Core Principles of Elevating Your Mentality
Gordon shares several core principles for raising your mental state. First, positivity boosts your mindset. He explains that a positive mindset is a superior mental fuel because it moves effortlessly and elevates you. You can adjust your brain to concentrate on optimistic or pessimistic frequencies at any moment. By embracing the positive, you improve your mental state.
The Pitfalls of Constant Positivity
While a positive mindset can be beneficial, it’s important to recognize that the pressure to maintain constant positivity can have negative effects. In Emotional Agility, psychologist Susan David explains that when we push aside normal emotions in order to force a false positivity, those emotions don’t disappear; they intensify, and over time this emotional rigidity increases our stress and undermines both our well-being and our ability to live a meaningful life. This suggests that the pursuit of constant positivity can actually backfire, leading to poorer mental and physical health outcomes.
Second, trusting links you to a higher power. Gordon explains that trusting in something greater gives you strength against destructive forces. You have the option to trust in yourself, in others, or in the divine Creator. Trusting in a greater force helps you overcome doubt and fear.

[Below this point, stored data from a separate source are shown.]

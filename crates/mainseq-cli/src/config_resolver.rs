//! Locating and loading `mainseq` configuration.
//!
//! First match wins:
//!
//! 1. `--config <FILE>`
//! 2. `mainseq.toml` or `.mainseq.toml` in the analysed directory, then in
//!    each parent up to and including the enclosing module root (`go.mod`)
//! 3. `config.toml` in the global directory (`$MAINSEQ_CONFIG_DIR`, else
//!    `~/.mainseq/`)
//! 4. Built-in defaults

use mainseq_core::{Config, ConfigError};
use std::fmt;
use std::path::{Path, PathBuf};

const LOCAL_NAMES: [&str; 2] = ["mainseq.toml", ".mainseq.toml"];
const GLOBAL_NAME: &str = "config.toml";
const GLOBAL_DIR_ENV: &str = "MAINSEQ_CONFIG_DIR";

/// Where the configuration comes from.
#[derive(Debug, Clone, PartialEq, Eq)]
pub enum ConfigSource {
    /// Given on the command line.
    Explicit(PathBuf),
    /// Found next to the analysed module.
    Local(PathBuf),
    /// User-wide file.
    Global(PathBuf),
    /// Nothing found.
    Builtin,
}

impl ConfigSource {
    /// File backing this source.
    #[must_use]
    pub fn path(&self) -> Option<&Path> {
        match self {
            Self::Explicit(p) | Self::Local(p) | Self::Global(p) => Some(p),
            Self::Builtin => None,
        }
    }

    /// Reads and validates the configuration.
    ///
    /// # Errors
    ///
    /// Returns an error if the file cannot be read, is not valid TOML, or
    /// holds values outside their accepted range. An explicit path that
    /// does not exist is an error; the other sources only exist once found.
    pub fn load(&self) -> Result<Config, ConfigError> {
        let config = match self.path() {
            Some(path) => Config::from_file(path)?,
            None => Config::default(),
        };
        config.validate()?;
        Ok(config)
    }
}

impl fmt::Display for ConfigSource {
    fn fmt(&self, f: &mut fmt::Formatter<'_>) -> fmt::Result {
        match self {
            Self::Explicit(p) => write!(f, "{} (--config)", p.display()),
            Self::Local(p) => write!(f, "{}", p.display()),
            Self::Global(p) => write!(f, "{} (global)", p.display()),
            Self::Builtin => f.write_str("built-in defaults"),
        }
    }
}

/// Resolves the configuration for an analysis of `start`.
#[must_use]
pub fn resolve(start: &Path, explicit: Option<&Path>) -> ConfigSource {
    let source = resolve_with(start, explicit, global_dir().as_deref());
    tracing::debug!("Configuration: {}", source);
    source
}

fn resolve_with(start: &Path, explicit: Option<&Path>, global: Option<&Path>) -> ConfigSource {
    if let Some(path) = explicit {
        return ConfigSource::Explicit(path.to_path_buf());
    }

    if let Some(path) = find_local(start) {
        return ConfigSource::Local(path);
    }

    global
        .map(|dir| dir.join(GLOBAL_NAME))
        .filter(|p| p.is_file())
        .map_or(ConfigSource::Builtin, ConfigSource::Global)
}

/// Walks from `start` towards the filesystem root, stopping after the first
/// directory that is a module root.
fn find_local(start: &Path) -> Option<PathBuf> {
    let start = search_start(start);
    for dir in start.ancestors() {
        let found = LOCAL_NAMES
            .iter()
            .map(|name| dir.join(name))
            .find(|p| p.is_file());
        if found.is_some() {
            return found;
        }
        if mainseq_go::module::is_module_root(dir) {
            break;
        }
    }
    None
}

/// Resolves a relative start against the working directory, so that `.`
/// has parents to climb.
fn search_start(start: &Path) -> PathBuf {
    if start.is_absolute() {
        return start.to_path_buf();
    }
    start.canonicalize().unwrap_or_else(|e| {
        tracing::debug!("Cannot resolve {}: {}", start.display(), e);
        start.to_path_buf()
    })
}

fn global_dir() -> Option<PathBuf> {
    std::env::var_os(GLOBAL_DIR_ENV)
        .map(PathBuf::from)
        .or_else(|| home::home_dir().map(|h| h.join(".mainseq")))
}
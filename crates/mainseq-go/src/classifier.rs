//! Go declaration classifier using Tree-sitter.

use mainseq_core::{DeclarationCounts, SourceClassifier, SourceError};
use std::path::Path;
use tree_sitter::{Language, Node};

use crate::syntax;

/// Counts function, interface and struct declarations in Go source.
///
/// - `func` and method declarations are concretions.
/// - Named interface types are abstractions.
/// - Named struct types are abstractions as well. Telling whether a struct
///   implements an interface would need type checking, so every struct is
///   counted towards abstractness; implementations in the same package even
///   the ratio out through their methods.
///
/// Declarations nested in function bodies are counted too. Function literals
/// and anonymous `struct{}` / `interface{}` types are not declarations.
pub struct GoClassifier {
    language: Language,
}

impl GoClassifier {
    /// Creates a new Go classifier.
    #[must_use]
    pub fn new() -> Self {
        Self {
            language: syntax::language(),
        }
    }

    fn count(root: &Node<'_>) -> DeclarationCounts {
        let mut counts = DeclarationCounts::default();
        let mut stack = vec![*root];

        while let Some(node) = stack.pop() {
            match node.kind() {
                "function_declaration" | "method_declaration" => counts.concretions += 1,
                "type_spec" | "type_alias" => {
                    let shape = node.child_by_field_name("type").map(|t| t.kind());
                    if matches!(shape, Some("interface_type" | "struct_type")) {
                        counts.abstractions += 1;
                    }
                }
                _ => {}
            }
            stack.extend(syntax::children(&node));
        }

        counts
    }

    fn has_package_clause(root: &Node<'_>) -> bool {
        syntax::children(root)
            .iter()
            .any(|n| n.kind() == "package_clause")
    }
}

impl Default for GoClassifier {
    fn default() -> Self {
        Self::new()
    }
}

impl SourceClassifier for GoClassifier {
    fn language_id(&self) -> &'static str {
        "go"
    }

    fn extensions(&self) -> &'static [&'static str] {
        &[".go"]
    }

    fn classify(&self, path: &Path, source: &[u8]) -> Result<DeclarationCounts, SourceError> {
        if let Err(e) = std::str::from_utf8(source) {
            let offset = e.valid_up_to();
            let (line, column) = syntax::line_column(source, offset);
            return Err(SourceError::parse(
                path,
                source,
                offset,
                e.error_len().unwrap_or(1),
                line,
                column,
                "illegal UTF-8 encoding",
            ));
        }

        let tree = syntax::parse(&self.language, source)
            .map_err(|message| SourceError::Language { message })?;
        let root = tree.root_node();

        if let Some(err) = syntax::first_error(&root) {
            let pos = err.start_position();
            let message = if err.is_missing() {
                format!("syntax error: missing {}", err.kind())
            } else {
                "syntax error: unexpected input".to_string()
            };
            return Err(SourceError::parse(
                path,
                source,
                err.start_byte(),
                err.end_byte() - err.start_byte(),
                pos.row + 1,
                pos.column + 1,
                message,
            ));
        }

        if !Self::has_package_clause(&root) {
            return Err(SourceError::parse(
                path,
                source,
                0,
                0,
                1,
                1,
                "expected 'package' clause",
            ));
        }

        Ok(Self::count(&root))
    }
}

(Shortform note: When deciding whether to trust in yourself, in others, or in the divine Creator, consider the situation and who has the most knowledge and responsibility. For example, if you’re facing a personal challenge, trusting in yourself might be most effective. If you’re dealing with a complex problem, trusting in others’ expertise might be more beneficial. And if you’re facing something beyond human control, trusting in the divine Creator can provide comfort and guidance.)
Finally, love is the ultimate method to elevate your mindset. Gordon argues that love defines our essential nature. It links us with our own selves, the divine, and the entire universe, including all people and things. The more we feel linked, the less we encounter fear and clutter, and the clearer we become. Clarity builds confidence and fosters courage. When you act out of love rather than fear, you become braver.
(Shortform note: Gordon isn’t the first to argue that love is our deepest nature and the primary path to inner transformation. In All About Love, bell hooks argues that love is a transformative force that can reshape our lives and society. She contends that by embracing love as a guiding principle, we can break free from patterns of domination and oppression, fostering a more just and compassionate world. While Gordon frames love within a spiritual and mindset context, hooks emphasizes its role in social and personal liberation.)
The Neurobiology and Spiritual Foundation of Mentality
Gordon suggests that our minds act as antennas, picking up on beneficial and detrimental wavelengths. Negative thoughts have a lower frequency, while positive thoughts have a higher frequency. As you increasingly focus on negative thoughts, you receive more of them. Conversely, the more you focus on positivity, the more you receive it.
(Shortform note: Gordon’s idea that thoughts exist at different frequencies is a common belief in the self-help world, but it’s not supported by science. Neuroscience suggests that thoughts are complex patterns of neural activity, not radio-like frequencies.)